Go to the line holding "back to body" in the entries below and write out exactly every line down to and including the line holding "for &element in".

Recorded data:
•••

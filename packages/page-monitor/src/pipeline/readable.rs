//! Readable-text extraction.
//!
//! A readability-style heuristic over the parsed DOM: paragraph-like
//! elements are scored by length and comma count, the score flows to their
//! parent and (halved) grandparent, and the best container after a
//! link-density penalty wins. Navigation, forms, hidden nodes and elements
//! whose class/id looks like chrome are ignored. When nothing qualifies the
//! whole `<body>` text is used instead.
//!
//! Output is whitespace-normalized so reflowed markup hashes the same.

use ego_tree::NodeId;
use scraper::{ElementRef, Html, Selector};
use std::collections::HashMap;
use tracing::debug;
use url::Url;

use crate::error::{ExtractionError, ExtractionResult};

/// Shortest paragraph that contributes to scoring.
const MIN_PARAGRAPH_CHARS: usize = 25;

/// Never part of visible text.
const EXCLUDED_TAGS: [&str; 9] = [
    "script", "style", "noscript", "template", "svg", "iframe", "canvas", "object", "embed",
];

/// Page furniture rather than content.
const BOILERPLATE_TAGS: [&str; 7] = ["nav", "aside", "footer", "form", "button", "select", "dialog"];

/// Elements that break text flow; a space is emitted around them.
const BLOCK_TAGS: [&str; 33] = [
    "address", "article", "aside", "blockquote", "br", "dd", "div", "dl", "dt", "figcaption",
    "figure", "footer", "h1", "h2", "h3", "h4", "h5", "h6", "header", "hr", "li", "main", "nav",
    "ol", "p", "pre", "section", "table", "td", "th", "tr", "ul", "body",
];

/// Children that stop a `<div>` from being scored as a paragraph.
const DIV_BLOCK_CHILDREN: [&str; 13] = [
    "div", "p", "table", "ul", "ol", "pre", "blockquote", "section", "article", "dl", "figure",
    "form", "h2",
];

/// class/id fragments marking chrome (comments, share bars, ads...).
const UNLIKELY_HINTS: [&str; 22] = [
    "-ad-", "banner", "breadcrumbs", "combx", "comment", "community", "cookie", "disqus", "extra",
    "gdpr", "legends", "menu", "popup", "related", "remark", "replies", "rss", "shoutbox",
    "sidebar", "skyscraper", "social", "sponsor",
];

/// class/id fragments that rescue an element from `UNLIKELY_HINTS`.
const MAYBE_HINTS: [&str; 6] = ["and", "article", "body", "column", "content", "main"];

const POSITIVE_HINTS: [&str; 11] = [
    "article", "body", "content", "entry", "hentry", "main", "page", "post", "text", "blog",
    "story",
];

const NEGATIVE_HINTS: [&str; 14] = [
    "hidden", "banner", "comment", "contact", "footer", "masthead", "meta", "outbrain", "promo",
    "related", "share", "sidebar", "sponsor", "widget",
];

/// Readable content of a page.
#[derive(Debug, Clone, PartialEq, Eq)]
pub struct ReadableText {
    /// Normalized main-content text
    pub text: String,

    /// `<title>`, else first `<h1>`, else the host name
    pub title: String,
}

/// Extract normalized readable text from `html`.
///
/// `base_url` resolves relative links while measuring link density and
/// supplies the fallback title.
pub fn extract_readable_text(html: &str, base_url: &Url) -> ExtractionResult<ReadableText> {
    let document = Html::parse_document(html);
    let title = document_title(&document, base_url);

    if let Some(text) = main_content_text(&document, base_url) {
        debug!(url = %base_url, chars = text.len(), "Readable content isolated");
        return Ok(ReadableText { text, title });
    }

    let text = body_text(&document);
    if text.is_empty() {
        return Err(ExtractionError::NoReadableText);
    }

    debug!(url = %base_url, chars = text.len(), "Fell back to body text");
    Ok(ReadableText { text, title })
}

/// Collapse every whitespace run to one space and trim the ends.
pub fn normalize_whitespace(text: &str) -> String {
    text.split_whitespace().collect::<Vec<_>>().join(" ")
}

/// Elements scored as paragraphs.
const PARAGRAPH_TAGS: [&str; 5] = ["p", "pre", "td", "blockquote", "div"];

fn main_content_text(document: &Html, base_url: &Url) -> Option<String> {
    let measured = measure(document.root_element(), base_url);
    let mut candidates = Candidates::default();

    for &element in &measured.elements {
        let name = element.value().name();
        if !PARAGRAPH_TAGS.contains(&name) || (name == "div" && has_block_children(element)) {
            continue;
        }
        let Some(stats) = measured.stats.get(&element.id()) else {
            continue;
        };
        let length = stats.len();
        if length < MIN_PARAGRAPH_CHARS {
            continue;
        }

        let score = 1.0 + stats.commas as f64 + (length / 100).min(3) as f64;

        let mut ancestors = element.ancestors().filter_map(ElementRef::wrap);
        if let Some(parent) = ancestors.next() {
            candidates.add(parent, score);
            if let Some(grandparent) = ancestors.next() {
                candidates.add(grandparent, score / 2.0);
            }
        }
    }

    let best = candidates
        .list
        .iter()
        .map(|c| {
            let density = measured
                .stats
                .get(&c.element.id())
                .map(TextStats::link_density)
                .unwrap_or(0.0);
            (c.element, c.score * (1.0 - density))
        })
        .max_by(|a, b| a.1.total_cmp(&b.1))?;

    debug!(
        tag = best.0.value().name(),
        score = best.1,
        candidates = candidates.list.len(),
        "Top content candidate"
    );

    let text = normalize_whitespace(&visible_text(best.0, true));
    (!text.is_empty()).then_some(text)
}

struct Candidate<'a> {
    element: ElementRef<'a>,
    score: f64,
}

/// Scored containers in first-seen order.
#[derive(Default)]
struct Candidates<'a> {
    list: Vec<Candidate<'a>>,
    index: HashMap<NodeId, usize>,
}

impl<'a> Candidates<'a> {
    fn add(&mut self, element: ElementRef<'a>, score: f64) {
        let list = &mut self.list;
        let slot = *self.index.entry(element.id()).or_insert_with(|| {
            list.push(Candidate {
                element,
                score: initial_score(element),
            });
            list.len() - 1
        });
        self.list[slot].score += score;
    }
}

/// Measurements of a subtree's visible text, as it would read after
/// [`normalize_whitespace`].
///
/// Concatenating two subtrees' stats with [`TextStats::then`] gives the
/// stats of their joined text, so every element is measured from its
/// children without rereading them.
#[derive(Debug, Clone, Copy, Default, PartialEq)]
struct TextStats {
    /// Non-whitespace characters
    chars: usize,
    words: usize,
    commas: usize,
    leading_space: bool,
    trailing_space: bool,
    /// Link text length, same-document links weighted down
    linked: f64,
}

impl TextStats {
    const SPACE: TextStats = TextStats {
        chars: 0,
        words: 0,
        commas: 0,
        leading_space: true,
        trailing_space: true,
        linked: 0.0,
    };

    fn of_text(text: &str) -> Self {
        Self {
            chars: text.chars().filter(|c| !c.is_whitespace()).count(),
            words: text.split_whitespace().count(),
            commas: text.matches(',').count(),
            leading_space: text.starts_with(char::is_whitespace),
            trailing_space: text.ends_with(char::is_whitespace),
            linked: 0.0,
        }
    }

    fn is_empty(&self) -> bool {
        self.words == 0 && !self.leading_space
    }

    fn then(self, next: Self) -> Self {
        if self.is_empty() {
            return Self {
                linked: self.linked + next.linked,
                ..next
            };
        }
        if next.is_empty() {
            return Self {
                linked: self.linked + next.linked,
                ..self
            };
        }

        let joined =
            self.words > 0 && next.words > 0 && !self.trailing_space && !next.leading_space;
        Self {
            chars: self.chars + next.chars,
            words: self.words + next.words - usize::from(joined),
            commas: self.commas + next.commas,
            leading_space: self.leading_space,
            trailing_space: next.trailing_space,
            linked: self.linked + next.linked,
        }
    }

    /// Characters in the normalized text.
    fn len(&self) -> usize {
        self.chars + self.words.saturating_sub(1)
    }

    fn link_density(&self) -> f64 {
        match self.len() {
            0 => 0.0,
            total => (self.linked / total as f64).min(1.0),
        }
    }
}

/// Every element outside boilerplate, with its text measured.
struct Measured<'a> {
    /// Document order
    elements: Vec<ElementRef<'a>>,
    stats: HashMap<NodeId, TextStats>,
}

/// Walk the tree once, skipping boilerplate subtrees, and measure each
/// element on the way back up.
fn measure<'a>(root: ElementRef<'a>, base_url: &Url) -> Measured<'a> {
    enum Visit<'a> {
        Enter(ElementRef<'a>),
        Exit(ElementRef<'a>),
    }

    let mut elements = Vec::new();
    let mut stats: HashMap<NodeId, TextStats> = HashMap::new();
    let mut stack = vec![Visit::Enter(root)];

    while let Some(visit) = stack.pop() {
        match visit {
            Visit::Enter(element) => {
                if is_boilerplate(element) {
                    continue;
                }
                elements.push(element);
                stack.push(Visit::Exit(element));
                stack.extend(
                    element
                        .children()
                        .rev()
                        .filter_map(ElementRef::wrap)
                        .map(Visit::Enter),
                );
            }
            Visit::Exit(element) => {
                let mut total = element.children().fold(TextStats::default(), |acc, child| {
                    let next = match child.value().as_text() {
                        Some(text) => TextStats::of_text(text),
                        None => stats.get(&child.id()).copied().unwrap_or_default(),
                    };
                    acc.then(next)
                });

                let name = element.value().name();
                if name == "a" {
                    let weight = if is_same_document_link(element, base_url) {
                        0.3
                    } else {
                        1.0
                    };
                    total.linked += total.len() as f64 * weight;
                }
                if BLOCK_TAGS.contains(&name) {
                    total = TextStats::SPACE.then(total).then(TextStats::SPACE);
                }
                stats.insert(element.id(), total);
            }
        }
    }

    Measured { elements, stats }
}

fn initial_score(element: ElementRef<'_>) -> f64 {
    let tag_score = match element.value().name() {
        "article" | "main" => 10.0,
        "div" => 5.0,
        "pre" | "td" | "blockquote" => 3.0,
        "address" | "ol" | "ul" | "dl" | "dd" | "dt" | "li" | "form" => -3.0,
        "h1" | "h2" | "h3" | "h4" | "h5" | "h6" | "th" => -5.0,
        _ => 0.0,
    };
    tag_score + class_weight(element)
}

fn class_weight(element: ElementRef<'_>) -> f64 {
    let hints = class_and_id(element);
    if hints.is_empty() {
        return 0.0;
    }
    let mut weight = 0.0;
    if POSITIVE_HINTS.iter().any(|h| hints.contains(h)) {
        weight += 25.0;
    }
    if NEGATIVE_HINTS.iter().any(|h| hints.contains(h)) {
        weight -= 25.0;
    }
    weight
}

fn class_and_id(element: ElementRef<'_>) -> String {
    let value = element.value();
    format!(
        "{} {}",
        value.attr("class").unwrap_or_default(),
        value.id().unwrap_or_default()
    )
    .trim()
    .to_ascii_lowercase()
}

fn has_block_children(element: ElementRef<'_>) -> bool {
    element
        .children()
        .filter_map(ElementRef::wrap)
        .any(|child| DIV_BLOCK_CHILDREN.contains(&child.value().name()))
}

fn is_hidden(element: ElementRef<'_>) -> bool {
    let value = element.value();
    if value.attr("hidden").is_some() || value.attr("aria-hidden") == Some("true") {
        return true;
    }
    value
        .attr("style")
        .map(|style| {
            let style: String = style.chars().filter(|c| !c.is_whitespace()).collect();
            let style = style.to_ascii_lowercase();
            style.contains("display:none") || style.contains("visibility:hidden")
        })
        .unwrap_or(false)
}

fn is_unlikely(element: ElementRef<'_>) -> bool {
    if matches!(element.value().name(), "html" | "body" | "article" | "main" | "a") {
        return false;
    }
    let hints = class_and_id(element);
    !hints.is_empty()
        && UNLIKELY_HINTS.iter().any(|h| hints.contains(h))
        && !MAYBE_HINTS.iter().any(|h| hints.contains(h))
}

/// Whether an element is dropped from readable text.
fn is_boilerplate(element: ElementRef<'_>) -> bool {
    let name = element.value().name();
    EXCLUDED_TAGS.contains(&name)
        || BOILERPLATE_TAGS.contains(&name)
        || is_hidden(element)
        || is_unlikely(element)
}

/// In-page anchors (`#section`, or a link back to the page itself).
fn is_same_document_link(anchor: ElementRef<'_>, base_url: &Url) -> bool {
    let Some(href) = anchor.value().attr("href") else {
        return false;
    };
    let Ok(mut target) = base_url.join(href) else {
        return false;
    };
    let mut base = base_url.clone();
    target.set_fragment(None);
    base.set_fragment(None);
    target == base
}

enum Frame<N> {
    Enter(N),
    /// Leaving a block element
    Close,
}

/// Concatenated text under `root`, walking the tree with an explicit stack.
///
/// With `skip_boilerplate` the readability filters apply; without it only
/// never-visible elements (scripts, styles...) are skipped.
fn visible_text(root: ElementRef<'_>, skip_boilerplate: bool) -> String {
    let mut out = String::new();
    let mut stack = vec![Frame::Enter(*root)];

    while let Some(frame) = stack.pop() {
        let node = match frame {
            Frame::Enter(node) => node,
            Frame::Close => {
                out.push(' ');
                continue;
            }
        };

        if let Some(text) = node.value().as_text() {
            out.push_str(text);
            continue;
        }

        let Some(element) = ElementRef::wrap(node) else {
            continue;
        };
        let name = element.value().name();
        let skipped = if skip_boilerplate {
            is_boilerplate(element)
        } else {
            EXCLUDED_TAGS.contains(&name)
        };
        if skipped && element.id() != root.id() {
            continue;
        }

        if BLOCK_TAGS.contains(&name) {
            out.push(' ');
            stack.push(Frame::Close);
        }
        let children: Vec<_> = node.children().collect();
        stack.extend(children.into_iter().rev().map(Frame::Enter));
    }

    out
}

fn body_text(document: &Html) -> String {
    let body = Selector::parse("body")
        .ok()
        .and_then(|selector| document.select(&selector).next())
        .unwrap_or_else(|| document.root_element());
    normalize_whitespace(&visible_text(body, false))
}

fn document_title(document: &Html, base_url: &Url) -> String {
    ["title", "h1"]
        .iter()
        .filter_map(|s| Selector::parse(s).ok())
        .find_map(|selector| {
            document
                .select(&selector)
                .map(|el| normalize_whitespace(&el.text().collect::<String>()))
                .find(|t| !t.is_empty())
        })
        .unwrap_or_else(|| base_url.host_str().unwrap_or_default().to_string())
}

•••

SOLUTION FOR THIS PROBLEM:
    debug!(url = %base_url, chars = text.len(), "Fell back to body text");
    Ok(ReadableText { text, title })
}

/// Collapse every whitespace run to one space and trim the ends.
pub fn normalize_whitespace(text: &str) -> String {
    text.split_whitespace().collect::<Vec<_>>().join(" ")
}

/// Elements scored as paragraphs.
const PARAGRAPH_TAGS: [&str; 5] = ["p", "pre", "td", "blockquote", "div"];

fn main_content_text(document: &Html, base_url: &Url) -> Option<String> {
    let measured = measure(document.root_element(), base_url);
    let mut candidates = Candidates::default();

    for &element in &measured.elements {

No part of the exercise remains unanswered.